Sidenote: I've seen comparisons to the Vichy government, both in reviews and by Moore in an interview, and am not sure how I feel about that, simply because if it's a strict analogy, then it feels like a step back as far as the Cylons are concerned, as well as a very black and white situation - heroic resistance (led by Kara, Tigh et al) versus Baltar plus Cylons as the embodiment of evil. Something more interesting and more difficult would be a Cylon occupation that takes away human freedom but actually offers a good goverment in terms of provisions with food, genuine buildings, a good economy etc., because that would ask the trickier question of the first Matrix movie. Would you take a miserable free and hunted existence over a cozy, nice and completely unfree one?

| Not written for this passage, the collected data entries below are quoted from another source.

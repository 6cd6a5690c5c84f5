//! Schema validation helpers for vpcforge JSON5 configuration.

use super::SchemaMode;
use crate::ConfigError;
use serde_json::{Map, Value};

/// Validate a single config layer against the schema.
pub(super) fn validate_layer_schema(
    value: &Value,
    _mode: SchemaMode,
    layer: &str,
) -> Result<(), ConfigError> {
    let map = expect_object(value, layer, "")?;
    let allowed = ["$schema", "server", "provider", "store", "orchestrator"];
    ensure_allowed_keys(map, &allowed, layer, "")?;

    if let Some(value) = map.get("$schema") {
        expect_string(value, layer, "$schema")?;
    }
    if let Some(value) = map.get("server") {
        validate_server(value, layer, "server")?;
    }
    if let Some(value) = map.get("provider") {
        validate_provider(value, layer, "provider")?;
    }
    if let Some(value) = map.get("store") {
        validate_store(value, layer, "store")?;
    }
    if let Some(value) = map.get("orchestrator") {
        validate_orchestrator(value, layer, "orchestrator")?;
    }
    Ok(())
}

/// Validate the "server" block.
fn validate_server(value: &Value, layer: &str, path: &str) -> Result<(), ConfigError> {
    let map = expect_object(value, layer, path)?;
    ensure_allowed_keys(map, &["bind", "api_key", "api_key_header", "cors"], layer, path)?;
    if let Some(value) = map.get("bind") {
        expect_string(value, layer, &join_path(path, "bind"))?;
    }
    if let Some(value) = map.get("api_key") {
        expect_optional_string(value, layer, &join_path(path, "api_key"))?;
    }
    if let Some(value) = map.get("api_key_header") {
        expect_string(value, layer, &join_path(path, "api_key_header"))?;
    }
    if let Some(value) = map.get("cors") {
        expect_bool(value, layer, &join_path(path, "cors"))?;
    }
    Ok(())
}

/// Validate the "provider" block.
fn validate_provider(value: &Value, layer: &str, path: &str) -> Result<(), ConfigError> {
    let map = expect_object(value, layer, path)?;
    ensure_allowed_keys(
        map,
        &[
            "kind",
            "region",
            "availability_zones",
            "max_networks",
            "state_path",
        ],
        layer,
        path,
    )?;
    if let Some(value) = map.get("kind") {
        expect_enum(value, &["local"], layer, &join_path(path, "kind"))?;
    }
    if let Some(value) = map.get("region") {
        expect_string(value, layer, &join_path(path, "region"))?;
    }
    if let Some(value) = map.get("availability_zones") {
        validate_string_array(value, layer, &join_path(path, "availability_zones"))?;
    }
    if let Some(value) = map.get("max_networks") {
        expect_u64(value, layer, &join_path(path, "max_networks"))?;
    }
    if let Some(value) = map.get("state_path") {
        expect_optional_string(value, layer, &join_path(path, "state_path"))?;
    }
    Ok(())
}

/// Validate the "store" block.
fn validate_store(value: &Value, layer: &str, path: &str) -> Result<(), ConfigError> {
    let map = expect_object(value, layer, path)?;
    ensure_allowed_keys(map, &["kind", "table_name", "path"], layer, path)?;
    if let Some(value) = map.get("kind") {
        expect_enum(value, &["file", "memory"], layer, &join_path(path, "kind"))?;
    }
    if let Some(value) = map.get("table_name") {
        expect_string(value, layer, &join_path(path, "table_name"))?;
    }
    if let Some(value) = map.get("path") {
        expect_optional_string(value, layer, &join_path(path, "path"))?;
    }
    Ok(())
}

/// Validate the "orchestrator" block.
fn validate_orchestrator(value: &Value, layer: &str, path: &str) -> Result<(), ConfigError> {
    let map = expect_object(value, layer, path)?;
    ensure_allowed_keys(
        map,
        &["default_cidr_block", "managed_by", "enable_dns", "list_limit"],
        layer,
        path,
    )?;
    if let Some(value) = map.get("default_cidr_block") {
        expect_string(value, layer, &join_path(path, "default_cidr_block"))?;
    }
    if let Some(value) = map.get("managed_by") {
        expect_string(value, layer, &join_path(path, "managed_by"))?;
    }
    if let Some(value) = map.get("enable_dns") {
        expect_bool(value, layer, &join_path(path, "enable_dns"))?;
    }
    if let Some(value) = map.get("list_limit") {
        expect_u64(value, layer, &join_path(path, "list_limit"))?;
    }
    Ok(())
}

/// Expect a JSON object or return a typed error.
fn expect_object<'a>(
    value: &'a Value,
    layer: &str,
    path: &str,
) -> Result<&'a Map<String, Value>, ConfigError> {
    match value {
        Value::Object(map) => Ok(map),
        _ => Err(invalid_field(layer, path, "expected object")),
    }
}

/// Expect a JSON string or return a typed error.
fn expect_string(value: &Value, layer: &str, path: &str) -> Result<(), ConfigError> {
    if value.as_str().is_some() {
        Ok(())
    } else {
        Err(invalid_field(layer, path, "expected string"))
    }
}

/// Expect a JSON string or null.
fn expect_optional_string(value: &Value, layer: &str, path: &str) -> Result<(), ConfigError> {
    if value.is_null() {
        return Ok(());
    }
    expect_string(value, layer, path)
}

/// Expect one of a fixed set of strings.
fn expect_enum(value: &Value, allowed: &[&str], layer: &str, path: &str) -> Result<(), ConfigError> {
    match value.as_str() {
        Some(raw) if allowed.contains(&raw) => Ok(()),
        Some(raw) => Err(invalid_field(
            layer,
            path,
            &format!("unsupported value '{raw}' (expected one of {})", allowed.join(", ")),
        )),
        None => Err(invalid_field(layer, path, "expected string")),
    }
}

/// Expect a JSON boolean or return a typed error.
fn expect_bool(value: &Value, layer: &str, path: &str) -> Result<(), ConfigError> {
    if value.is_boolean() {
        Ok(())
    } else {
        Err(invalid_field(layer, path, "expected bool"))
    }
}

/// Expect a non-negative JSON integer.
fn expect_u64(value: &Value, layer: &str, path: &str) -> Result<(), ConfigError> {
    if value.is_u64() {
        Ok(())
    } else {
        Err(invalid_field(layer, path, "expected non-negative integer"))
    }
}

/// Validate that a value is an array of strings.
fn validate_string_array(value: &Value, layer: &str, path: &str) -> Result<(), ConfigError> {
    let Value::Array(arr) = value else {
        return Err(invalid_field(layer, path, "expected array"));
    };
    for (idx, entry) in arr.iter().enumerate() {
        if entry.as_str().is_none() {
            return Err(invalid_field(
                layer,
                &format!("{path}[{idx}]"),
                "expected string",
            ));
        }
    }
    Ok(())
}

/// Ensure an object contains only allowed keys.
fn ensure_allowed_keys(
    map: &Map<String, Value>,
    allowed: &[&str],
    layer: &str,
    path: &str,
) -> Result<(), ConfigError> {
    match map.keys().find(|key| !allowed.contains(&key.as_str())) {
        Some(key) => Err(invalid_field(layer, &join_path(path, key), "unknown key")),
        None => Ok(()),
    }
}

/// Join nested paths for better error messages.
fn join_path(prefix: &str, key: &str) -> String {
    if prefix.is_empty() {
        key.to_string()
    } else {
        format!("{prefix}.{key}")
    }
}

/// Build a structured invalid-field error.
fn invalid_field(layer: &str, path: &str, message: &str) -> ConfigError {
    let normalized_path = if path.is_empty() { "root" } else { path };
    ConfigError::InvalidField {
        path: format!("{layer}:{normalized_path}"),
        message: message.to_string(),
    }
}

It's easy to rebel if the occupying force puts a part of the population in camps, and not so much if it doesn't.
(Also, I'm having bad Trek flashbacks, to The Killing Game on Voyager and the Enterprise eps at the start of season 4. On the other hand, the only Trek which did good with WWII era and Nazi analogies was DS9, so maybe I should be optimistic in that regard.)
Lastly: Tyrol and Cally. This works for me if he feels so guilty about what happened when she woke up him up from his nightmare that after her confession of her feelings, he can't do anything but get together with her. Otherwise I'd still have a problem with the whole Cally-murdering-Boomer thing. However, I'm thoroughly enamored by the idea of Tyrol-as-union leader.
Which, however, begs the question: where is Tom Zarek? He wasn't at Baltar's swearing-in, either, so I have the ugly suspicion that he might have been on Cloud Nine when Gina blew it up. Please, say it ain't so. I don't care whether he starts the next season making another uneasy alliance with Roslin for the new Resistance or deciding to collaborate with Baltar and the Cylons, but be there he must.